Eine Reise ins Ungewisse …
… ins Freie, ins gefährliche Abenteuer, davon erzählt das schwedische Ehepaar Thomas und Anna-Clara Tidholm in Die Eisreise. Es ist Winter und Max, Jock und Ida, die Ich-Erzählerin, gehen zum Vogelbeerbach. Von Bach kann gar keine Rede mehr sein, so unheimlich angeschwollen, wie Anna-Clara ihn zeichnet, mit hurtigen, weißen Strömungslinien im Schwarz. Die drei wirken daneben recht klein, doch das schreckt sie nicht. Als sie eine Eisscholle auf dem Bach betreten, reißt sie ab, es gibt kein Zurück mehr. Die Kinder treiben in einen Fluss und von da immer weiter ins Meer und ins Eis, mitten in die ungezähmte Natur.

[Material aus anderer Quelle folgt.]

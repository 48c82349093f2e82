//! Plain-text charts embedded in Markdown code blocks.

/// One equal-width bin over a value range.
#[derive(Debug, Clone, PartialEq)]
pub struct Bin {
    pub lower: f64,
    pub upper: f64,
    pub count: usize,
    /// Mean of the paired values falling into the bin, if any.
    pub mean: Option<f64>,
}

/// Split the range of `x` into `bins` equal-width bins and average `y` per bin.
///
/// The last bin is closed on the right so the maximum is included.
pub fn binned_means(x: &[f64], y: &[f64], bins: usize) -> Vec<Bin> {
    let points: Vec<(f64, f64)> = x
        .iter()
        .zip(y)
        .filter(|(a, b)| a.is_finite() && b.is_finite())
        .map(|(a, b)| (*a, *b))
        .collect();
    if points.is_empty() || bins == 0 {
        return Vec::new();
    }

    let lo = points.iter().map(|p| p.0).fold(f64::INFINITY, f64::min);
    let hi = points.iter().map(|p| p.0).fold(f64::NEG_INFINITY, f64::max);
    let bins = if hi > lo { bins } else { 1 };
    let width = if hi > lo { (hi - lo) / bins as f64 } else { 1.0 };

    let mut sums = vec![(0.0, 0usize); bins];
    for (a, b) in &points {
        let idx = (((a - lo) / width) as usize).min(bins - 1);
        sums[idx].0 += b;
        sums[idx].1 += 1;
    }

    sums.into_iter()
        .enumerate()
        .map(|(i, (sum, count))| Bin {
            lower: lo + i as f64 * width,
            upper: lo + (i + 1) as f64 * width,
            count,
            mean: (count > 0).then(|| sum / count as f64),
        })
        .collect()
}

/// Histogram with one `#` row per bin, scaled to `width` characters.
pub fn histogram(values: &[f64], bins: usize, width: usize) -> String {
    let bins = binned_means(values, values, bins);
    let max = bins.iter().map(|b| b.count).max().unwrap_or(0);
    if max == 0 {
        return String::from("(no data)\n");
    }

    let mut out = String::new();
    for bin in &bins {
        let len = bin.count * width / max;
        out.push_str(&format!(
            "[{:>8.2}, {:>8.2}] | {:<width$} {}\n",
            bin.lower,
            bin.upper,
            "#".repeat(len),
            bin.count,
            width = width
        ));
    }
    out
}

/// Horizontal bars for signed values; negative bars use `-`, positive `+`.
pub fn horizontal_bars(items: &[(String, f64)], width: usize) -> String {
    if items.is_empty() {
        return String::from("(no data)\n");
    }
    let max = items.iter().map(|(_, v)| v.abs()).fold(0.0, f64::max);
    let label_width = items.iter().map(|(l, _)| l.chars().count()).max().unwrap_or(0);

    let mut out = String::new();
    for (label, value) in items {
        let len = if max > 0.0 {
            (value.abs() / max * width as f64).round() as usize
        } else {
            0
        };
        let mark = if *value < 0.0 { "-" } else { "+" };
        out.push_str(&format!(
            "{:<lw$} | {:<width$} {:.2}%\n",
            label,
            mark.repeat(len),
            value,
            lw = label_width,
            width = width
        ));
    }
    out
}

#[cfg(test)]
mod tests {
    use super::*;

    #[test]
    fn test_binned_means() {
        let x = [0.0, 1.0, 2.0, 3.0, 4.0];
        let y = [1.0, 3.0, 5.0, 7.0, 9.0];
        let bins = binned_means(&x, &y, 2);
        assert_eq!(bins.len(), 2);
        assert_eq!(bins[0].count, 2);
        assert_eq!(bins[0].mean, Some(2.0));
        // The right edge lands in the last bin.
        assert_eq!(bins[1].count, 3);
        assert_eq!(bins[1].mean, Some(7.0));
    }

    #[test]
    fn test_binned_means_constant_x() {
        let bins = binned_means(&[1.0, 1.0], &[2.0, 4.0], 5);
        assert_eq!(bins.len(), 1);
        assert_eq!(bins[0].mean, Some(3.0));
        assert!(binned_means(&[], &[], 5).is_empty());
    }

    #[test]
    fn test_histogram() {
        let text = histogram(&[1.0, 1.0, 1.0, 2.0], 2, 6);
        let lines: Vec<&str> = text.lines().collect();
        assert_eq!(lines.len(), 2);
        assert!(lines[0].contains("######"));
        assert!(lines[0].ends_with(" 3"));
        assert!(lines[1].contains("## "));
        assert_eq!(histogram(&[], 5, 10), "(no data)\n");
    }

    #[test]
    fn test_horizontal_bars() {
        let items = vec![("All Deals".to_string(), 2.0), ("Green".to_string(), -1.0)];
        let text = horizontal_bars(&items, 4);
        assert!(text.contains("All Deals | ++++ 2.00%"));
        assert!(text.contains("Green     | --   -1.00%"));
    }
}
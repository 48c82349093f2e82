//! Join deals with prior-year emissions and sales.

use super::{read_table, require_columns, write_table};
use crate::table::dates::{parse_date, previous_year};
use crate::table::{fmt_plain, parse_f64, Table};
use anyhow::Result;
use chrono::NaiveDate;
use std::collections::HashMap;
use std::path::Path;
use tracing::{debug, info};

pub const OUTPUT_COLUMNS: &[&str] = &[
    "Announce Date",
    "Reference_Year",
    "Ticker",
    "Acquirer Name",
    "Annual_Sales",
    "Acquirer_GHG_Emissions",
    "Carbon_Intensity",
    "Target Name",
    "Seller Name",
    "Announced Total Value (mil.)",
    "TV/EBITDA",
    "Deal Status",
];

/// Running sum and count for averaging duplicate records.
#[derive(Debug, Default, Clone, Copy)]
pub(super) struct MeanAcc {
    sum: f64,
    count: usize,
}

impl MeanAcc {
    pub(super) fn add(&mut self, value: Option<f64>) {
        if let Some(v) = value {
            self.sum += v;
            self.count += 1;
        }
    }

    pub(super) fn mean(&self) -> Option<f64> {
        (self.count > 0).then(|| self.sum / self.count as f64)
    }
}

/// Mean emissions per (ticker, period end).
pub fn emissions_by_period(ghg: &Table) -> Result<HashMap<(String, NaiveDate), f64>> {
    require_columns(ghg, &["Ticker", "periodenddate", "GHG_Emissions"], "GHG data")?;

    let mut acc: HashMap<(String, NaiveDate), MeanAcc> = HashMap::new();
    for row in ghg.rows() {
        let Some(ticker) = row.get("Ticker") else {
            continue;
        };
        let Some(period) = row.get("periodenddate").and_then(parse_date) else {
            debug!("Skipping GHG row {} with unreadable period", row.index() + 1);
            continue;
        };
        acc.entry((ticker.to_string(), period))
            .or_default()
            .add(row.get_f64("GHG_Emissions"));
    }

    Ok(acc
        .into_iter()
        .filter_map(|(key, a)| a.mean().map(|m| (key, m)))
        .collect())
}

/// Mean annual sales per (ticker, year).
pub fn sales_by_year(sales: &Table) -> Result<HashMap<(String, i32), f64>> {
    let mut sales = sales.clone();
    sales.rename_columns(&[
        ("List of Tickers", "Ticker"),
        ("Sales in Mn. Dollars", "Annual_Sales"),
    ]);
    require_columns(&sales, &["Ticker", "Year", "Annual_Sales"], "sales data")?;

    let mut acc: HashMap<(String, i32), MeanAcc> = HashMap::new();
    for row in sales.rows() {
        let (Some(ticker), Some(year)) = (row.get("Ticker"), row.get_f64("Year")) else {
            continue;
        };
        acc.entry((ticker.to_string(), year as i32))
            .or_default()
            .add(row.get_f64("Annual_Sales"));
    }

    Ok(acc
        .into_iter()
        .filter_map(|(key, a)| a.mean().map(|m| (key, m)))
        .collect())
}

/// Attach prior-year emissions and sales to every deal, keeping deals with both.
pub fn merge_sources(deals: &Table, ghg: &Table, sales: &Table) -> Result<Table> {
    require_columns(deals, &["Announce Date", "Ticker"], "M&A data")?;
    let emissions = emissions_by_period(ghg)?;
    let sales = sales_by_year(sales)?;

    let mut merged = deals.clone();
    for row in 0..deals.len() {
        let ticker = deals.get(row, "Ticker").unwrap_or_default().to_string();
        let reference_year = deals
            .get(row, "Announce Date")
            .and_then(parse_date)
            .map(|d| previous_year(d).1);

        let Some(year) = reference_year else {
            continue;
        };
        merged.set(row, "Reference_Year", year.to_string());

        let ghg_date = NaiveDate::from_ymd_opt(year, 12, 31);
        let ghg = ghg_date.and_then(|d| emissions.get(&(ticker.clone(), d)).copied());
        let annual_sales = sales.get(&(ticker, year)).copied();

        let intensity = match (ghg, annual_sales) {
            (Some(e), Some(s)) if s > 0.0 => Some(e / s),
            _ => None,
        };
        merged.set(row, "Acquirer_GHG_Emissions", fmt_plain(ghg));
        merged.set(row, "Annual_Sales", fmt_plain(annual_sales));
        merged.set(row, "Carbon_Intensity", fmt_plain(intensity));
    }

    for column in ["Reference_Year", "Acquirer_GHG_Emissions", "Annual_Sales", "Carbon_Intensity"] {
        merged.ensure_column(column);
    }
    let dropped = merged.drop_missing(&["Acquirer_GHG_Emissions", "Annual_Sales"]);
    info!("Dropped {} deals without prior-year emissions or sales", dropped);

    Ok(merged.select(OUTPUT_COLUMNS))
}

/// Row counts reported after a merge.
#[derive(Debug, Clone, Copy, PartialEq, Eq)]
pub struct MergeSummary {
    pub deals: usize,
    pub merged: usize,
}

pub fn run(deals: &Path, ghg: &Path, sales: &Path, output: &Path) -> Result<MergeSummary> {
    let deal_table = read_table(deals)?;
    let ghg_table = read_table(ghg)?;
    let sales_table = read_table(sales)?;
    info!(
        "Loaded {} deals, {} GHG rows, {} sales rows",
        deal_table.len(),
        ghg_table.len(),
        sales_table.len()
    );

    let merged = merge_sources(&deal_table, &ghg_table, &sales_table)?;
    write_table(&merged, output)?;

    Ok(MergeSummary {
        deals: deal_table.len(),
        merged: merged.len(),
    })
}

#[cfg(test)]
mod tests {
    use super::*;

    fn table(csv: &str) -> Table {
        Table::from_reader(csv.as_bytes()).unwrap()
    }

    fn deals() -> Table {
        table(
            "Announce Date,Ticker,Acquirer Name,Target Name,Deal Status,Internal\n\
             15-03-2022,SHEL LN,Shell,SolarCo,Completed,x\n\
             2021-06-01,BP/ LN,BP,OilCo,Pending,y\n\
             10-10-2022,XOM US,Exxon,WindCo,Completed,z\n\
             bad date,SHEL LN,Shell,Other,Completed,w\n",
        )
    }

    fn ghg() -> Table {
        table(
            "Ticker,periodenddate,GHG_Emissions\n\
             SHEL LN,31-12-2021,100\n\
             SHEL LN,2021-12-31,200\n\
             BP/ LN,31-12-2020,50\n\
             ,31-12-2021,999\n\
             XOM US,31-12-2021,80\n",
        )
    }

    fn sales() -> Table {
        table(
            "List of Tickers,Year,Sales in Mn. Dollars\n\
             SHEL LN,2021,300\n\
             SHEL LN,2021,100\n\
             BP/ LN,2020,0\n",
        )
    }

    #[test]
    fn test_group_means() {
        let emissions = emissions_by_period(&ghg()).unwrap();
        let key = ("SHEL LN".to_string(), NaiveDate::from_ymd_opt(2021, 12, 31).unwrap());
        assert_eq!(emissions.get(&key), Some(&150.0));
        assert_eq!(emissions.len(), 3);

        let sales = sales_by_year(&sales()).unwrap();
        assert_eq!(sales.get(&("SHEL LN".to_string(), 2021)), Some(&200.0));
    }

    #[test]
    fn test_merge_sources() {
        let merged = merge_sources(&deals(), &ghg(), &sales()).unwrap();

        assert_eq!(
            merged.headers(),
            &[
                "Announce Date",
                "Reference_Year",
                "Ticker",
                "Acquirer Name",
                "Annual_Sales",
                "Acquirer_GHG_Emissions",
                "Carbon_Intensity",
                "Target Name",
                "Deal Status"
            ]
        );
        // XOM has no sales and the last deal has no date.
        assert_eq!(merged.len(), 2);

        assert_eq!(merged.get(0, "Announce Date"), Some("15-03-2022"));
        assert_eq!(merged.get(0, "Reference_Year"), Some("2021"));
        assert_eq!(merged.get(0, "Acquirer_GHG_Emissions"), Some("150"));
        assert_eq!(merged.get(0, "Annual_Sales"), Some("200"));
        assert_eq!(merged.get(0, "Carbon_Intensity"), Some("0.75"));

        assert_eq!(merged.get(1, "Ticker"), Some("BP/ LN"));
        assert_eq!(merged.get(1, "Carbon_Intensity"), None);
    }

    #[test]
    fn test_missing_columns_are_named() {
        let bad = table("Ticker,Year\nA,2021\n");
        let err = merge_sources(&deals(), &ghg(), &bad).unwrap_err();
        assert!(err.to_string().contains("Annual_Sales"));
    }
}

Berührend ist, wie Thomas Tidholm von dieser kindlichen Verlorenheit erzählt, unpathetisch, dennoch mitfühlend und mit sanftem Humor. Wie er ihre Versuche und ihren Willen, in einer feindlichen Landschaft aus riesigen Packeisflächen zu überleben, schildert – Angst, Hoffnung, Verzagen und sich wieder Aufrappeln. (…)
Berührend ist ebenfalls, wie Anna-Clara Tidholm das zeichnerisch umsetzt. Wie sie die hungrigen Kinder in einer Eishöhle zeigt, wo sie ihre vergessenen Brote essen. Auf einer lebensgefährlichen Wanderung, schließlich eng zusammengekuschelt, um nicht zu erfrieren. (…)
Vielleicht haben die Kinder diese Eisreise nur ausgedacht, nur geträumt. Doch vieles daran ist wahr: Oft braucht es den ganzen Mut, die ganze Ausdauer und Erfindungsgabe, um dort zu landen, wo man hin möchte. Manchmal muss man arg über sich hinauswachsen.